Could you copy every line in the listing below that has the word "dropped"?
□ □ □ □
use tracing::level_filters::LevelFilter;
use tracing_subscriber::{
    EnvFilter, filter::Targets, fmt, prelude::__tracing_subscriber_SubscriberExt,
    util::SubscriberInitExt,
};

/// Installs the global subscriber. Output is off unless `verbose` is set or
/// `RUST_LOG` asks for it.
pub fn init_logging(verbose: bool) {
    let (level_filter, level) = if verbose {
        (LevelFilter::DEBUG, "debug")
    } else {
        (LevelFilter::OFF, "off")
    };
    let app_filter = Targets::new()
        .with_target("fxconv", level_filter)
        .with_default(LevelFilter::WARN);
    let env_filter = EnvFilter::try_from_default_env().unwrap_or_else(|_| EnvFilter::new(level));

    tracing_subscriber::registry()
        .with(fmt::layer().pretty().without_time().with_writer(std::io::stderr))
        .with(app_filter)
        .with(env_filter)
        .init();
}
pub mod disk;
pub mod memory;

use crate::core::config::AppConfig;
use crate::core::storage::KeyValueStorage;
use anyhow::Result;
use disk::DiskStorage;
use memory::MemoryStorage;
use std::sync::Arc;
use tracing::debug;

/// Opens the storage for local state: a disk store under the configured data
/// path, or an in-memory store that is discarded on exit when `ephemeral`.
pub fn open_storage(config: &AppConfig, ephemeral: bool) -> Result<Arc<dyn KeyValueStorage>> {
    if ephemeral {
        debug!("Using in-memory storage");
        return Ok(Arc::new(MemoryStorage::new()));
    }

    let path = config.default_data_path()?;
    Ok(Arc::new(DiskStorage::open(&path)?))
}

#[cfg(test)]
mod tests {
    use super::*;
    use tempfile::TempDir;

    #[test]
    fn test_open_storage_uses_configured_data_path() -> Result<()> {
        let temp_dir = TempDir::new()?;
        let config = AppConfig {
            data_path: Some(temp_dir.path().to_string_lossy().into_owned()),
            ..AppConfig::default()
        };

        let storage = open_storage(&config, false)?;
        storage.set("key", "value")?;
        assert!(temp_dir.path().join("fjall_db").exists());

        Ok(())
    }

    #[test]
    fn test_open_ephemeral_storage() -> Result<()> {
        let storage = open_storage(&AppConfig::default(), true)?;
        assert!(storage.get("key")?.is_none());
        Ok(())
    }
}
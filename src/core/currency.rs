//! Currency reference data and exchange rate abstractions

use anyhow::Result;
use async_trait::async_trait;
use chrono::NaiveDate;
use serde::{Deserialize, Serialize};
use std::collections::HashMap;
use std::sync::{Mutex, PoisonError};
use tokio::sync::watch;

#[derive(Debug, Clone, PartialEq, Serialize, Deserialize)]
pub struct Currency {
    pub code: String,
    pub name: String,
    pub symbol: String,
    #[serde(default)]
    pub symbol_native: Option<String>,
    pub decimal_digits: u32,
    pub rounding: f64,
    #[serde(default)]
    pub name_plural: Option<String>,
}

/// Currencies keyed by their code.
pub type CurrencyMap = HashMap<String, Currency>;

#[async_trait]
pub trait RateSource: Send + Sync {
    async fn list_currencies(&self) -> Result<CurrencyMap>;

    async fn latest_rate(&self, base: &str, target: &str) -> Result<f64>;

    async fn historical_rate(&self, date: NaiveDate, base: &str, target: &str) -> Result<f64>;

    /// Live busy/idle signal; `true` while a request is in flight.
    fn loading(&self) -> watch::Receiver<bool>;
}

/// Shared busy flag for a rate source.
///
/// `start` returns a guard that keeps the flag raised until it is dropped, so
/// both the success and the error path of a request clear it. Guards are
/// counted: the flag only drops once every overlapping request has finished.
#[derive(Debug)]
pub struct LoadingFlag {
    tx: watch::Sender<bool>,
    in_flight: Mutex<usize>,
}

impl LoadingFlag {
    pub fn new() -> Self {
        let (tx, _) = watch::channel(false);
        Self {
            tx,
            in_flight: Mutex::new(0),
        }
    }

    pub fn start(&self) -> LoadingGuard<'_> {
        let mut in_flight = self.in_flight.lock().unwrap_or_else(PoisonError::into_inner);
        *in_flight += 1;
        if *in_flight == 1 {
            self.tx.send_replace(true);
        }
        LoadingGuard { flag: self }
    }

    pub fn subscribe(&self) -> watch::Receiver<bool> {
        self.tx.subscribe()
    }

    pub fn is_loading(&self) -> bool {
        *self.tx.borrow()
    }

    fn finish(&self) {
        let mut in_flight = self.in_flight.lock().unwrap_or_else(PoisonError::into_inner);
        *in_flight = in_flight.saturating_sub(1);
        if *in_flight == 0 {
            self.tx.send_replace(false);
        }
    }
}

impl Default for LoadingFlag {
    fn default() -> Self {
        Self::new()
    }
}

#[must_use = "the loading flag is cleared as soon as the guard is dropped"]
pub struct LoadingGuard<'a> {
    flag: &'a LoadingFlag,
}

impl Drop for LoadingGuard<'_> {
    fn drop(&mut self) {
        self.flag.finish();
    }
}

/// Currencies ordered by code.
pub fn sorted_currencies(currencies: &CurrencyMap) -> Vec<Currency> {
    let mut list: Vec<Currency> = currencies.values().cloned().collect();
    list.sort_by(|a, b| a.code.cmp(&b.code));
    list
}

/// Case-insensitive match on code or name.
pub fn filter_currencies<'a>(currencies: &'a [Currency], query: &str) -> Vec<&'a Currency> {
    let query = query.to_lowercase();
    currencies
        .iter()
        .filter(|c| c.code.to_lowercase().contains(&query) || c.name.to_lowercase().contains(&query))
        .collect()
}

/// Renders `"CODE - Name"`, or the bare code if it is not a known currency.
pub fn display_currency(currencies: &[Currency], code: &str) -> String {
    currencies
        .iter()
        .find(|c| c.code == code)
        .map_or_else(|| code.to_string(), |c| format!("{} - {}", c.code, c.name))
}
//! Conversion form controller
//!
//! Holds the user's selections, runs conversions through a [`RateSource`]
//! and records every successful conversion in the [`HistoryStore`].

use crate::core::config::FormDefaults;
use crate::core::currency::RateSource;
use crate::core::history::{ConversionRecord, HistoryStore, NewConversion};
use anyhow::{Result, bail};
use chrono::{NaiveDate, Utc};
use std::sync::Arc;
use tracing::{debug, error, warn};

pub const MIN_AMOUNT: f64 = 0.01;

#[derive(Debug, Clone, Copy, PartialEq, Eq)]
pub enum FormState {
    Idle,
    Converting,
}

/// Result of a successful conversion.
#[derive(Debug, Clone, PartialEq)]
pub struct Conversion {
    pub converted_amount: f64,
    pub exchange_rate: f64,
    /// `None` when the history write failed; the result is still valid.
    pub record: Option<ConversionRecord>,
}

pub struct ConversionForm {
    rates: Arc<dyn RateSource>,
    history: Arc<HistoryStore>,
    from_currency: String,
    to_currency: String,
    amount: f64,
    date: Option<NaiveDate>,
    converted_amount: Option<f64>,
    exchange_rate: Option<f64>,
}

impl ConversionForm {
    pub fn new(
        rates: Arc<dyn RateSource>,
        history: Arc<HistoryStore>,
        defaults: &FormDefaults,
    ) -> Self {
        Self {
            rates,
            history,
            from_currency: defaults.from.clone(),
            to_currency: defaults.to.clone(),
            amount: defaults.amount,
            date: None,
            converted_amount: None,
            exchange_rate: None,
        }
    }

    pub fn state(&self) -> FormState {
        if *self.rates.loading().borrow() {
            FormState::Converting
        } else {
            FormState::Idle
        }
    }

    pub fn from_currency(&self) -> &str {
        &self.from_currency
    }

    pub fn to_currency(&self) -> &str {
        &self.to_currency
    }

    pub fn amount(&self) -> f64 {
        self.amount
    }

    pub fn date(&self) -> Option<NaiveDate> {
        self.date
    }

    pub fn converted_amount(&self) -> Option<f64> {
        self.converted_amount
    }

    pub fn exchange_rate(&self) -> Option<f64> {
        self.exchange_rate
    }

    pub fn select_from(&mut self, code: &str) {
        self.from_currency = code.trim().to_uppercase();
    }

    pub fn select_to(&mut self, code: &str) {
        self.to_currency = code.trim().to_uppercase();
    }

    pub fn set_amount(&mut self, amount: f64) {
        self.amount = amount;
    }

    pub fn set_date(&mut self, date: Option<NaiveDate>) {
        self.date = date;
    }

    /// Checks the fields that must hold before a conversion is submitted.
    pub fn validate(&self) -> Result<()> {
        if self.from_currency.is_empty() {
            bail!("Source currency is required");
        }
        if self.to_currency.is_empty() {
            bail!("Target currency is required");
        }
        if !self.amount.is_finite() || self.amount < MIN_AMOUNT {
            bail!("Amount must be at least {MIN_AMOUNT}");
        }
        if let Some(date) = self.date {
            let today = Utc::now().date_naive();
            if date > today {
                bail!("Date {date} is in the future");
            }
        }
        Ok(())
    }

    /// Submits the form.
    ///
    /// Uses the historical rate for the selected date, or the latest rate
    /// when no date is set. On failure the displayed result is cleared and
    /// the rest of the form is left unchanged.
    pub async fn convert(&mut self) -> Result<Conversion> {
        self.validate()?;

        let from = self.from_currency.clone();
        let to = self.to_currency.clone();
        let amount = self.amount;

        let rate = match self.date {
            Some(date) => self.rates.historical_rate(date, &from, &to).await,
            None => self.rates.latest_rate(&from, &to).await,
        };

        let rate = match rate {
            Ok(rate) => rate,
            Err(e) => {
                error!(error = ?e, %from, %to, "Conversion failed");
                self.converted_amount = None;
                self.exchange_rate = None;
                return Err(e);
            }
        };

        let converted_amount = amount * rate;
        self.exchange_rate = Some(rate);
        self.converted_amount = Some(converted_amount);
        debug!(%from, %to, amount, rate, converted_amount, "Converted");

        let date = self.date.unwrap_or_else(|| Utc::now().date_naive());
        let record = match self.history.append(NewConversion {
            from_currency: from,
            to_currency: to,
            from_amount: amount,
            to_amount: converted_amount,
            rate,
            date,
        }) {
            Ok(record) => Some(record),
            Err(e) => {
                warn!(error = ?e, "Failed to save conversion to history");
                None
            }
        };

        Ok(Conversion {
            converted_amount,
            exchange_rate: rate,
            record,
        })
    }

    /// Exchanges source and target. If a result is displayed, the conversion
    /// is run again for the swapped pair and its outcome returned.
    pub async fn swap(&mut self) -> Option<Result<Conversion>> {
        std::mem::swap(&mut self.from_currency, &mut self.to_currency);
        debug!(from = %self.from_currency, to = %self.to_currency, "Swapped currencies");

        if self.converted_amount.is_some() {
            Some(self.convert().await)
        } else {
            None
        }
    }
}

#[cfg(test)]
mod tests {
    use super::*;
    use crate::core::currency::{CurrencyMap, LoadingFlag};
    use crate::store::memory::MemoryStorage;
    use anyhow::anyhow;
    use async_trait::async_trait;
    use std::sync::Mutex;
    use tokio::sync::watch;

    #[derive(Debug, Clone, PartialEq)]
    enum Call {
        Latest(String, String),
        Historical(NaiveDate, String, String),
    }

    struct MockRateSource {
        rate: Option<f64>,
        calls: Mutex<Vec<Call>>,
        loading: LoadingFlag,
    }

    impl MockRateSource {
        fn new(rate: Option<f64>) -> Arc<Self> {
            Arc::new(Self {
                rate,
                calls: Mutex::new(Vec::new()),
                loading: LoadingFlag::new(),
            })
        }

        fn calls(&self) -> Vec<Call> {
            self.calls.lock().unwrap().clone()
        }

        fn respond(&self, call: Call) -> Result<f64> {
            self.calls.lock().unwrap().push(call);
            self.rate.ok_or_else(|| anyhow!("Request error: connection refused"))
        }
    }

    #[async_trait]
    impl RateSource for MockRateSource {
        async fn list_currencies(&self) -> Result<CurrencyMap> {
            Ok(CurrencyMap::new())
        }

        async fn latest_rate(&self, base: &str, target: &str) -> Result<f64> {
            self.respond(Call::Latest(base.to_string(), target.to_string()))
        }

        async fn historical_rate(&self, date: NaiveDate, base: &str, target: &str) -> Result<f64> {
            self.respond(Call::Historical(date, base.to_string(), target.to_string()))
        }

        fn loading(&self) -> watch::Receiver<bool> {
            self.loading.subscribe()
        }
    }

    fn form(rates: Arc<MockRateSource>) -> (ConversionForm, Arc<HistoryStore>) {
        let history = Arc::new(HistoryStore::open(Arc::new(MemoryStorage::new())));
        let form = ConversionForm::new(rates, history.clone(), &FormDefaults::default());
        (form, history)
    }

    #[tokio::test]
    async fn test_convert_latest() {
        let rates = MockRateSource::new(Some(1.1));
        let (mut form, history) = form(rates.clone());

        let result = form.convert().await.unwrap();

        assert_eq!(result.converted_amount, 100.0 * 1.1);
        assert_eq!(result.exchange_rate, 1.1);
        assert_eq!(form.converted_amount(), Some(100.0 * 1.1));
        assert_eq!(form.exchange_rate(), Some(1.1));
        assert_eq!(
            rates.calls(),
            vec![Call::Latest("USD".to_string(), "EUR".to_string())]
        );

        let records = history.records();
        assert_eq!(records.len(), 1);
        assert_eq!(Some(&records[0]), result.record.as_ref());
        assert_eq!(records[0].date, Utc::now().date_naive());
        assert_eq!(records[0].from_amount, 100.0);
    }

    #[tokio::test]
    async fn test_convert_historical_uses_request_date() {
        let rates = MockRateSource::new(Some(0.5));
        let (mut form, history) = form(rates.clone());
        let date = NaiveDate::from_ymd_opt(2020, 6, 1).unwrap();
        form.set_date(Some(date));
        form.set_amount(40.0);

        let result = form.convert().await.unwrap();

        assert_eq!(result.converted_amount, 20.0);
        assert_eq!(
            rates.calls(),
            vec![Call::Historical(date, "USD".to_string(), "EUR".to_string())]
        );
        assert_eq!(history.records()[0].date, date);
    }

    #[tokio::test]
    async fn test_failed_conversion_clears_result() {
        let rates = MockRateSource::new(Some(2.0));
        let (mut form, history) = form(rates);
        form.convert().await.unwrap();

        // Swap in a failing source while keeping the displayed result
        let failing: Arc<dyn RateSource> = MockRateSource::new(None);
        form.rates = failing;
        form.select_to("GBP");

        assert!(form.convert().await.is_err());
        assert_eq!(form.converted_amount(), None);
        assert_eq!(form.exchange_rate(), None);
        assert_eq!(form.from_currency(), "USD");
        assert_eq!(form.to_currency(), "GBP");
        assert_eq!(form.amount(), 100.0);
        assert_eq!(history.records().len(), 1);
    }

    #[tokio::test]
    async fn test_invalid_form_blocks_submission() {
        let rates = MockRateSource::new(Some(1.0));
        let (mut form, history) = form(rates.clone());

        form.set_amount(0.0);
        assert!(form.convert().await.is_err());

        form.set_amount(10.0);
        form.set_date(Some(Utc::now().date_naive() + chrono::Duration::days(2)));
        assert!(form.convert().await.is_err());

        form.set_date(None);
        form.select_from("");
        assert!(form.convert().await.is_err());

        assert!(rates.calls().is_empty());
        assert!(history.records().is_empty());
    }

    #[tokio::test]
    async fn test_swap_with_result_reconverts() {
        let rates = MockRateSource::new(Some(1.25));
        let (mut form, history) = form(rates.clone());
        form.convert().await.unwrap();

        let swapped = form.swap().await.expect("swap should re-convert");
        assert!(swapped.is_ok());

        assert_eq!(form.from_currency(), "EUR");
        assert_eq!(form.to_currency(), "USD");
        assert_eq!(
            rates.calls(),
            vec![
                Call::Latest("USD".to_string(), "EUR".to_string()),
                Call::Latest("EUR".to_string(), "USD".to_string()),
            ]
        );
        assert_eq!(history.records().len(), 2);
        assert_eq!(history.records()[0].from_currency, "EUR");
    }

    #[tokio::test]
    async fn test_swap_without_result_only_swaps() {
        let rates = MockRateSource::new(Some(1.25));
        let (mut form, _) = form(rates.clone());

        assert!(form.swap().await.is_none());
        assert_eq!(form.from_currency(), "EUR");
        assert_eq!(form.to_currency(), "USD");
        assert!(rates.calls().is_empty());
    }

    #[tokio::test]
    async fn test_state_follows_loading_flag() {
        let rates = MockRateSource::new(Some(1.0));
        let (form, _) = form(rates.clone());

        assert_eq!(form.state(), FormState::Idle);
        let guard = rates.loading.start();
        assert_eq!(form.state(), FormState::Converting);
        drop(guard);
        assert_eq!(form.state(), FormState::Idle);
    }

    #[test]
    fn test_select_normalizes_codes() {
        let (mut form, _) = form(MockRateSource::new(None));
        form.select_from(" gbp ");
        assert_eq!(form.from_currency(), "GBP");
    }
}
□ □ □ □
## RESPONSE BOX:
/// `start` returns a guard that keeps the flag raised until it is dropped, so
#[must_use = "the loading flag is cleared as soon as the guard is dropped"]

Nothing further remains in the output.